(Dataset entries)
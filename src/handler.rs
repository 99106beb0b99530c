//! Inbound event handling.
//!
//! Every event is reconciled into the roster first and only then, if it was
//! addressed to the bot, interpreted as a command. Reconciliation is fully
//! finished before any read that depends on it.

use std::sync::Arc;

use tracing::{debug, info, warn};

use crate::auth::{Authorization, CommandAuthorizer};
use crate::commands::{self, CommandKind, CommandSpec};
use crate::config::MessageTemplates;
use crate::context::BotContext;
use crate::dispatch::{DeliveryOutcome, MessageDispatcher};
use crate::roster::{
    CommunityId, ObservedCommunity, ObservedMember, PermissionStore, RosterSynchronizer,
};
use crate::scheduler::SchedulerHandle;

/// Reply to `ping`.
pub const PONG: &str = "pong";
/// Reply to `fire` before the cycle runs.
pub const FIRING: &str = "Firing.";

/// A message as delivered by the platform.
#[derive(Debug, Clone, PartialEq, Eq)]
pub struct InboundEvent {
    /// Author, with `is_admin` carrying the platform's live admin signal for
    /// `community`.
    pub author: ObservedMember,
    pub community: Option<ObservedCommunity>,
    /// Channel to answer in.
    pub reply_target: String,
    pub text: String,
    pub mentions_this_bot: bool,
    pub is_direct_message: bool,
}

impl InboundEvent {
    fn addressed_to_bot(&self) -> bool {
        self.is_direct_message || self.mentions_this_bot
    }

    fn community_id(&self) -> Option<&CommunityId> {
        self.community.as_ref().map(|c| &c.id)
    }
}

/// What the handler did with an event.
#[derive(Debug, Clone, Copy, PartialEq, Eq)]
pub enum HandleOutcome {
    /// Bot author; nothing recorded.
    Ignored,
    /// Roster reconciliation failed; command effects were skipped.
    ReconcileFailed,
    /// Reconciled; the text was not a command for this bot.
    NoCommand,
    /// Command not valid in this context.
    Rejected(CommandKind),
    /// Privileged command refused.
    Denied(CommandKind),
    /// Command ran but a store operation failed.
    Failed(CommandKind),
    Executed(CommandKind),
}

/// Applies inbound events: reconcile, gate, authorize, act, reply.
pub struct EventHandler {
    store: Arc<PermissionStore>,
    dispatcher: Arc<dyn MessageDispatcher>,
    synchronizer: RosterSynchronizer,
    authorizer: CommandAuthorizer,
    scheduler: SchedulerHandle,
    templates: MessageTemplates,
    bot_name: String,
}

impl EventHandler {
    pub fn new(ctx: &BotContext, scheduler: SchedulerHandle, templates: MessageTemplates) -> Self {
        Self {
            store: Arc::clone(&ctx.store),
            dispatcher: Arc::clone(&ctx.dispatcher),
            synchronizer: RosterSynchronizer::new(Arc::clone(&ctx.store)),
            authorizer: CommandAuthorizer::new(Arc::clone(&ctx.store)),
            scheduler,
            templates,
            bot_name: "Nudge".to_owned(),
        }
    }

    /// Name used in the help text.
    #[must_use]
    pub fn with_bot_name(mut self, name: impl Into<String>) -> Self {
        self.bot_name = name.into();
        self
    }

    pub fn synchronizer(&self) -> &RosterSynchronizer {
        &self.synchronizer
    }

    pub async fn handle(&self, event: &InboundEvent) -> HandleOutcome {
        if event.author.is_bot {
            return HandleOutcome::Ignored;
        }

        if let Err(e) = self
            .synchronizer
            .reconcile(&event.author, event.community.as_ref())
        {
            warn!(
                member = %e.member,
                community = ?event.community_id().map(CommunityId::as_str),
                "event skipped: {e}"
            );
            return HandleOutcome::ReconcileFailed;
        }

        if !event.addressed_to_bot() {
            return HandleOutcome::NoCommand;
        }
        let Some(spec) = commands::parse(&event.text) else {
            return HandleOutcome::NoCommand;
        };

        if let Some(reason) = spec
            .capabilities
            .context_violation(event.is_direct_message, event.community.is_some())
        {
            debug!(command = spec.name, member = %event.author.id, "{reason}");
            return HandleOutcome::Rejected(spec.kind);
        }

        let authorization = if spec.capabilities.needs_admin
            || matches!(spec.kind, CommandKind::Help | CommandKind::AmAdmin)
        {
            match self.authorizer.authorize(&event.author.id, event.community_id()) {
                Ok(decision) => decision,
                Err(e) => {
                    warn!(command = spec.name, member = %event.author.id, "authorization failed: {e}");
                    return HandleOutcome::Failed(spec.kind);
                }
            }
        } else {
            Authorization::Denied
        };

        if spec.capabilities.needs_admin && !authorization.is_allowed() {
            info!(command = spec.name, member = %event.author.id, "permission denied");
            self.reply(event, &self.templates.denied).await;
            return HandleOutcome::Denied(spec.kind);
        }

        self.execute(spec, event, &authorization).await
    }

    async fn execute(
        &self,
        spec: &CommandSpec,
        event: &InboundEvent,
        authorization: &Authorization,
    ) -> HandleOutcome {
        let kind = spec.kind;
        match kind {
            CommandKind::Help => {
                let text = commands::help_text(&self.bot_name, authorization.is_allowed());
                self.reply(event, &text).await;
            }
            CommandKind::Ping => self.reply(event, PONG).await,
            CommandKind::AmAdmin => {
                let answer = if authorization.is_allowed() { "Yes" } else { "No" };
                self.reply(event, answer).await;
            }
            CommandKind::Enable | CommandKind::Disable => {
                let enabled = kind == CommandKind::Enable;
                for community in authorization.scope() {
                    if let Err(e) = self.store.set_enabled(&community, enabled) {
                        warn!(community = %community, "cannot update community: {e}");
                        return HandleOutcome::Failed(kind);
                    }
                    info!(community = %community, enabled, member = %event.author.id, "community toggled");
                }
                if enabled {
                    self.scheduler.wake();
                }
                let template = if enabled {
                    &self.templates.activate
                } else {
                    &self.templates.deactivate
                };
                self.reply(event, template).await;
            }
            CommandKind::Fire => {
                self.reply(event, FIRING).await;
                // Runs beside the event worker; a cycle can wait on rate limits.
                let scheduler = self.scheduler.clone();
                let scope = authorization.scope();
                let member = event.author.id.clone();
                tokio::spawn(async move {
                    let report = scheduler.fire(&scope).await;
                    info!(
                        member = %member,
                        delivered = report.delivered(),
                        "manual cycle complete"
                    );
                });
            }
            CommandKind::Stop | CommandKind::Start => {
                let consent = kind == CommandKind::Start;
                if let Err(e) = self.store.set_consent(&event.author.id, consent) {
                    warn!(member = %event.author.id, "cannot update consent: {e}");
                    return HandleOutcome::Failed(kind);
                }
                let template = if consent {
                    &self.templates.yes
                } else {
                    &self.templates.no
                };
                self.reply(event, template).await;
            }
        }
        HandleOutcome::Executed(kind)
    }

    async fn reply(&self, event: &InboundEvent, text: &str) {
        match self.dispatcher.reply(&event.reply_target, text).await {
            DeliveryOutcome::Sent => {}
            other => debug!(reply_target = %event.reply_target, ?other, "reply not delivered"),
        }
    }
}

Directions
Retype every record above exactly as it stands.

Task solution
filename src/handler.rs
repository 99106beb0b99530c
//! Inbound event handling.
//!
//! Every event is reconciled into the roster first and only then, if it was
//! addressed to the bot, interpreted as a command. Reconciliation is fully
//! finished before any read that depends on it.

use std::sync::Arc;

use tracing::{debug, info, warn};

use crate::auth::{Authorization, CommandAuthorizer};
use crate::commands::{self, CommandKind, CommandSpec};
use crate::config::MessageTemplates;
use crate::context::BotContext;
use crate::dispatch::{DeliveryOutcome, MessageDispatcher};
use crate::roster::{
    CommunityId, ObservedCommunity, ObservedMember, PermissionStore, RosterSynchronizer,
};
use crate::scheduler::SchedulerHandle;

/// Reply to `ping`.
pub const PONG: &str = "pong";
/// Reply to `fire` before the cycle runs.
pub const FIRING: &str = "Firing.";

/// A message as delivered by the platform.
#[derive(Debug, Clone, PartialEq, Eq)]
pub struct InboundEvent {
    /// Author, with `is_admin` carrying the platform's live admin signal for
    /// `community`.
    pub author: ObservedMember,
    pub community: Option<ObservedCommunity>,
    /// Channel to answer in.
    pub reply_target: String,
    pub text: String,
    pub mentions_this_bot: bool,
    pub is_direct_message: bool,
}

impl InboundEvent {
    fn addressed_to_bot(&self) -> bool {
        self.is_direct_message || self.mentions_this_bot
    }

    fn community_id(&self) -> Option<&CommunityId> {
        self.community.as_ref().map(|c| &c.id)
    }
}

/// What the handler did with an event.
#[derive(Debug, Clone, Copy, PartialEq, Eq)]
pub enum HandleOutcome {
    /// Bot author; nothing recorded.
    Ignored,
    /// Roster reconciliation failed; command effects were skipped.
    ReconcileFailed,
    /// Reconciled; the text was not a command for this bot.
    NoCommand,
    /// Command not valid in this context.
    Rejected(CommandKind),
    /// Privileged command refused.
    Denied(CommandKind),
    /// Command ran but a store operation failed.
    Failed(CommandKind),
    Executed(CommandKind),
}

/// Applies inbound events: reconcile, gate, authorize, act, reply.
pub struct EventHandler {
    store: Arc<PermissionStore>,
    dispatcher: Arc<dyn MessageDispatcher>,
    synchronizer: RosterSynchronizer,
    authorizer: CommandAuthorizer,
    scheduler: SchedulerHandle,
    templates: MessageTemplates,
    bot_name: String,
}

impl EventHandler {
    pub fn new(ctx: &BotContext, scheduler: SchedulerHandle, templates: MessageTemplates) -> Self {
        Self {
            store: Arc::clone(&ctx.store),
            dispatcher: Arc::clone(&ctx.dispatcher),
            synchronizer: RosterSynchronizer::new(Arc::clone(&ctx.store)),
            authorizer: CommandAuthorizer::new(Arc::clone(&ctx.store)),
            scheduler,
            templates,
            bot_name: "Nudge".to_owned(),
        }
    }

    /// Name used in the help text.
    #[must_use]
    pub fn with_bot_name(mut self, name: impl Into<String>) -> Self {
        self.bot_name = name.into();
        self
    }

    pub fn synchronizer(&self) -> &RosterSynchronizer {
        &self.synchronizer
    }

    pub async fn handle(&self, event: &InboundEvent) -> HandleOutcome {
        if event.author.is_bot {
            return HandleOutcome::Ignored;
        }

        if let Err(e) = self
            .synchronizer
            .reconcile(&event.author, event.community.as_ref())
        {
            warn!(
                member = %e.member,
                community = ?event.community_id().map(CommunityId::as_str),
                "event skipped: {e}"
            );
            return HandleOutcome::ReconcileFailed;
        }

        if !event.addressed_to_bot() {
            return HandleOutcome::NoCommand;
        }
        let Some(spec) = commands::parse(&event.text) else {
            return HandleOutcome::NoCommand;
        };

        if let Some(reason) = spec
            .capabilities
            .context_violation(event.is_direct_message, event.community.is_some())
        {
            debug!(command = spec.name, member = %event.author.id, "{reason}");
            return HandleOutcome::Rejected(spec.kind);
        }

        let authorization = if spec.capabilities.needs_admin
            || matches!(spec.kind, CommandKind::Help | CommandKind::AmAdmin)
        {
            match self.authorizer.authorize(&event.author.id, event.community_id()) {
                Ok(decision) => decision,
                Err(e) => {
                    warn!(command = spec.name, member = %event.author.id, "authorization failed: {e}");
                    return HandleOutcome::Failed(spec.kind);
                }
            }
        } else {
            Authorization::Denied
        };

        if spec.capabilities.needs_admin && !authorization.is_allowed() {
            info!(command = spec.name, member = %event.author.id, "permission denied");
            self.reply(event, &self.templates.denied).await;
            return HandleOutcome::Denied(spec.kind);
        }

        self.execute(spec, event, &authorization).await
    }

    async fn execute(
        &self,
        spec: &CommandSpec,
        event: &InboundEvent,
        authorization: &Authorization,
    ) -> HandleOutcome {
        let kind = spec.kind;
        match kind {
            CommandKind::Help => {
                let text = commands::help_text(&self.bot_name, authorization.is_allowed());
                self.reply(event, &text).await;
            }
            CommandKind::Ping => self.reply(event, PONG).await,
            CommandKind::AmAdmin => {
                let answer = if authorization.is_allowed() { "Yes" } else { "No" };
                self.reply(event, answer).await;
            }
            CommandKind::Enable | CommandKind::Disable => {
                let enabled = kind == CommandKind::Enable;
                for community in authorization.scope() {
                    if let Err(e) = self.store.set_enabled(&community, enabled) {
                        warn!(community = %community, "cannot update community: {e}");
                        return HandleOutcome::Failed(kind);
                    }
                    info!(community = %community, enabled, member = %event.author.id, "community toggled");
                }
                if enabled {
                    self.scheduler.wake();
                }
                let template = if enabled {
                    &self.templates.activate
                } else {
                    &self.templates.deactivate
                };
                self.reply(event, template).await;
            }
            CommandKind::Fire => {
                self.reply(event, FIRING).await;
                // Runs beside the event worker; a cycle can wait on rate limits.
                let scheduler = self.scheduler.clone();
                let scope = authorization.scope();
                let member = event.author.id.clone();
                tokio::spawn(async move {
                    let report = scheduler.fire(&scope).await;
                    info!(
                        member = %member,
                        delivered = report.delivered(),
                        "manual cycle complete"
                    );
                });
            }
            CommandKind::Stop | CommandKind::Start => {
                let consent = kind == CommandKind::Start;
                if let Err(e) = self.store.set_consent(&event.author.id, consent) {
                    warn!(member = %event.author.id, "cannot update consent: {e}");
                    return HandleOutcome::Failed(kind);
                }
                let template = if consent {
                    &self.templates.yes
                } else {
                    &self.templates.no
                };
                self.reply(event, template).await;
            }
        }
        HandleOutcome::Executed(kind)
    }

    async fn reply(&self, event: &InboundEvent, text: &str) {
        match self.dispatcher.reply(&event.reply_target, text).await {
            DeliveryOutcome::Sent => {}
            other => debug!(reply_target = %event.reply_target, ?other, "reply not delivered"),
        }
    }
}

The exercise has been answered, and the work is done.